The contrary view is that it would actually enhance Labour's fiscal credibility to commit itself, say, to cutting Trident or even raising university tuition fees, at the same time as drawing the Tories on to Labour grounds by forcing them to idenifty their own plans for cuts. Certainly the Darling-Mandelson axis was not strong enough to overcome the Balls-Brown resistance to being specific on cuts before the pre-Budget report. There is no equivalent, so the argument goes, to the late Seventies alliance between Chancellor Healey and Prime Minister Callaghan which confronted voters with the facts of economic life, and, if it had not been for the union-fomented Winter of Discontent, might have beaten off the Thatcher challenge in 1979.

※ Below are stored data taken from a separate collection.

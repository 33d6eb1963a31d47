//! John the Ripper integration.
//!
//! The generated wordlist can be handed straight to `john`. Commands come
//! from a fixed catalog of templates; placeholders are substituted and the
//! result runs through `sh -c` with a hard timeout. A timed-out run is killed
//! and reported, never retried.

use crate::error::{Error, Result};
use std::io::Read;
use std::path::Path;
use std::process::{Child, Command, ExitStatus, Stdio};
use std::thread;
use std::time::{Duration, Instant};
use tracing::{info, warn};

/// Command templates by name.
///
/// Placeholders: `{wordlist}`, `{target}` (all targets, space-separated),
/// `{target1}`..`{target3}`, `{format}`.
pub const COMMANDS: [(&str, &str); 8] = [
    ("basic_crack", "john --wordlist={wordlist} {target}"),
    ("incremental", "john --incremental {target}"),
    ("single_crack", "john --single {target}"),
    ("with_rules", "john --wordlist={wordlist} --rules {target}"),
    ("show_cracked", "john --show {target}"),
    ("restore_session", "john --restore"),
    ("specific_format", "john --format={format} --wordlist={wordlist} {target}"),
    ("multi_crack", "john --wordlist={wordlist} {target1} {target2} {target3}"),
];

pub const DEFAULT_FORMAT: &str = "raw-md5";

/// Upper bound on a single cracking run.
pub const DEFAULT_TIMEOUT: Duration = Duration::from_secs(60 * 60);

const POLL_INTERVAL: Duration = Duration::from_millis(50);

/// What a finished run printed.
#[derive(Debug, Clone)]
pub struct CrackOutput {
    /// The shell command line that ran.
    pub command: String,
    pub status: ExitStatus,
    pub stdout: String,
    pub stderr: String,
}

/// One cracking invocation.
#[derive(Debug, Clone, Default)]
pub struct CrackRequest<'a> {
    pub command: &'a str,
    pub wordlist: Option<&'a Path>,
    pub targets: &'a [String],
    pub format: Option<&'a str>,
    pub rules: bool,
}

#[derive(Debug, Clone)]
pub struct CrackerRunner {
    timeout: Duration,
}

impl Default for CrackerRunner {
    fn default() -> Self {
        Self { timeout: DEFAULT_TIMEOUT }
    }
}

pub fn command_names() -> impl Iterator<Item = &'static str> {
    COMMANDS.iter().map(|(name, _)| *name)
}

impl CrackerRunner {
    pub fn with_timeout(timeout: Duration) -> Self {
        Self { timeout }
    }

    /// Expand the named template into a shell command line.
    pub fn build_command(&self, request: &CrackRequest<'_>) -> Result<String> {
        let template = COMMANDS
            .iter()
            .find(|(name, _)| *name == request.command)
            .map(|(_, template)| *template)
            .ok_or_else(|| Error::UnknownCommand {
                name: request.command.to_string(),
                available: command_names().collect::<Vec<_>>().join(", "),
            })?;

        let wordlist = request.wordlist.map(|p| p.display().to_string()).unwrap_or_default();
        let target_at = |i: usize| request.targets.get(i).map(String::as_str).unwrap_or("");

        let mut command = template
            .replace("{wordlist}", &wordlist)
            .replace("{target}", &request.targets.join(" "))
            .replace("{target1}", target_at(0))
            .replace("{target2}", target_at(1))
            .replace("{target3}", target_at(2))
            .replace("{format}", request.format.unwrap_or(DEFAULT_FORMAT));

        let trimmed_len = command.trim_end().len();
        command.truncate(trimmed_len);
        if request.rules && !command.contains("--rules") {
            command.push_str(" --rules");
        }
        Ok(command)
    }

    /// Build and execute a catalog command.
    pub fn run(&self, request: &CrackRequest<'_>) -> Result<CrackOutput> {
        self.execute(&self.build_command(request)?)
    }

    /// Run a raw shell command line under the configured timeout.
    pub fn execute(&self, command: &str) -> Result<CrackOutput> {
        info!(%command, "executing");
        let mut child = Command::new("sh")
            .arg("-c")
            .arg(command)
            .stdin(Stdio::null())
            .stdout(Stdio::piped())
            .stderr(Stdio::piped())
            .spawn()
            .map_err(|source| Error::Spawn { command: command.to_string(), source })?;

        // Pipes are drained on their own threads so a chatty child can't
        // block on a full pipe while we wait for it.
        let stdout = drain(child.stdout.take());
        let stderr = drain(child.stderr.take());

        let status = match wait_with_deadline(&mut child, self.timeout) {
            Ok(Some(status)) => status,
            Ok(None) => {
                warn!(%command, timeout = ?self.timeout, "command timed out; killing it");
                let _ = child.kill();
                let _ = child.wait();
                return Err(Error::Timeout(self.timeout));
            }
            Err(source) => return Err(Error::Spawn { command: command.to_string(), source }),
        };

        Ok(CrackOutput {
            command: command.to_string(),
            status,
            stdout: stdout.join().unwrap_or_default(),
            stderr: stderr.join().unwrap_or_default(),
        })
    }
}

fn drain<R: Read + Send + 'static>(pipe: Option<R>) -> thread::JoinHandle<String> {
    thread::spawn(move || {
        let mut buffer = Vec::new();
        if let Some(mut pipe) = pipe {
            let _ = pipe.read_to_end(&mut buffer);
        }
        String::from_utf8_lossy(&buffer).into_owned()
    })
}

fn wait_with_deadline(child: &mut Child, timeout: Duration) -> std::io::Result<Option<ExitStatus>> {
    let deadline = Instant::now() + timeout;
    loop {
        if let Some(status) = child.try_wait()? {
            return Ok(Some(status));
        }
        if Instant::now() >= deadline {
            return Ok(None);
        }
        thread::sleep(POLL_INTERVAL);
    }
}
//! Two-token combinations.
//!
//! Output is every distinct input word in input order, followed by joined
//! pairs:
//!
//! ```text
//! for i < j (lexicographic):
//!     for sep in ["", "_", ".", "-"]:
//!         w[i] sep w[j]
//!         w[j] sep w[i]
//! ```
//!
//! Without a cap this is quadratic in the input, so the cap is checked before
//! every single yield and iteration may stop in the middle of a pair.

use super::dedup::SeenSet;
use crate::WeightedWord;

pub const SEPARATORS: [&str; 4] = ["", "_", ".", "-"];

/// Candidates per `(i, j)` pair: both orders for every separator.
const STEPS_PER_PAIR: usize = SEPARATORS.len() * 2;

#[derive(Debug, Clone, Copy, PartialEq, Eq)]
enum Cursor {
    /// Passing individual words through; index of the next word.
    Single(usize),
    /// Joining pairs; `step` encodes separator (`step / 2`) and order (`step % 2`).
    Pair { i: usize, j: usize, step: usize },
    Done,
}

/// Lazy combination stream over a borrowed word list.
#[derive(Debug, Clone)]
pub struct Combinations<'a> {
    words: &'a [WeightedWord],
    cap: usize,
    emitted: usize,
    seen: SeenSet,
    cursor: Cursor,
}

/// Individual words, then pairwise joins of `words`, at most `cap` items.
pub fn combinations(words: &[WeightedWord], cap: usize) -> Combinations<'_> {
    Combinations { words, cap, emitted: 0, seen: SeenSet::new(), cursor: Cursor::Single(0) }
}

impl Combinations<'_> {
    /// Number of items yielded so far.
    pub fn emitted(&self) -> usize {
        self.emitted
    }

    fn emit(&mut self, word: WeightedWord) -> Option<WeightedWord> {
        self.emitted += 1;
        Some(word)
    }

    fn advance_pair(&mut self, i: usize, j: usize, step: usize) {
        self.cursor = if step + 1 < STEPS_PER_PAIR {
            Cursor::Pair { i, j, step: step + 1 }
        } else if j + 1 < self.words.len() {
            Cursor::Pair { i, j: j + 1, step: 0 }
        } else {
            Cursor::Pair { i: i + 1, j: i + 2, step: 0 }
        };
    }
}

impl Iterator for Combinations<'_> {
    type Item = WeightedWord;

    fn next(&mut self) -> Option<WeightedWord> {
        loop {
            if self.emitted >= self.cap {
                self.cursor = Cursor::Done;
            }

            match self.cursor {
                Cursor::Done => return None,
                Cursor::Single(index) => {
                    let Some(word) = self.words.get(index) else {
                        self.cursor = Cursor::Pair { i: 0, j: 1, step: 0 };
                        continue;
                    };
                    self.cursor = Cursor::Single(index + 1);
                    if self.seen.insert(&word.text) {
                        let word = word.clone();
                        return self.emit(word);
                    }
                }
                Cursor::Pair { i, j, step } => {
                    if j >= self.words.len() {
                        self.cursor = Cursor::Done;
                        continue;
                    }
                    self.advance_pair(i, j, step);

                    let (left, right) = (&self.words[i], &self.words[j]);
                    let (first, second) = if step % 2 == 0 { (left, right) } else { (right, left) };
                    let text = format!("{}{}{}", first.text, SEPARATORS[step / 2], second.text);
                    if self.seen.insert(&text) {
                        let weight = (left.weight + right.weight) / 2.0;
                        return self.emit(WeightedWord::new(text, weight));
                    }
                }
            }
        }
    }

    fn size_hint(&self) -> (usize, Option<usize>) {
        (0, Some(self.cap.saturating_sub(self.emitted)))
    }
}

There are counter-arguments to all this. Whatever his deepest views on Labour's chances – and even if some think that, in the event of a wholesale Cabinet revolt, he might not "strive officiously to keep alive" his friend and leader – Peter Mandelson remains an unlikely regicide, on grounds of personal loyalty and bond. Other ministers who would ideally prefer a David Miliband premiership think the moment for enacting the Clarke scenario was not now but last year when James Purnell led the way, the catastrophic European election results provided a legitimate and immediate casus belli against Mr Brown, and Mr Miliband refused to strike

Finally, there are real fears in the Cabinet that such a revolt could misfire, with Mr Brown replacing the rebels and carrying on at the head of a broken party; and that, even if he did not, the story of the political murder would dominate the agenda until the election.

There remains one other possibility: that Mr Brown will be persuaded to step down and anoint a successor. Few think this likely. Of Lord Jenkins's "tail end" examples only Neville Chamberalin stood down without fighting an election. For Mr Brown, who has a deeper sense of politicial history than his predecessor, that is not a happy precedent.

Home thoughts from abroad risk lurching between the trite and untrue. But it does look as if the next fortnight will be critical. It appears that Tory support is wide but shallow and that another Labour leader could reduce it. But if the Prime Minister survives January – and past experience suggests he will – then Labour will probably have to take its chances with Mr Brown. The polls suggest that at the very best that could mean Labour forming the biggest single party in a hung Parliament.

It is at least as likely that the Tories will have an overall majority or that as the biggest single party they can govern as a minority until fighting a second election. If so, Labour, twice toppled from office in the last 40 years, will have to hope that the precedent is 1970, when it came back after four years, and not 1979, when it took 18.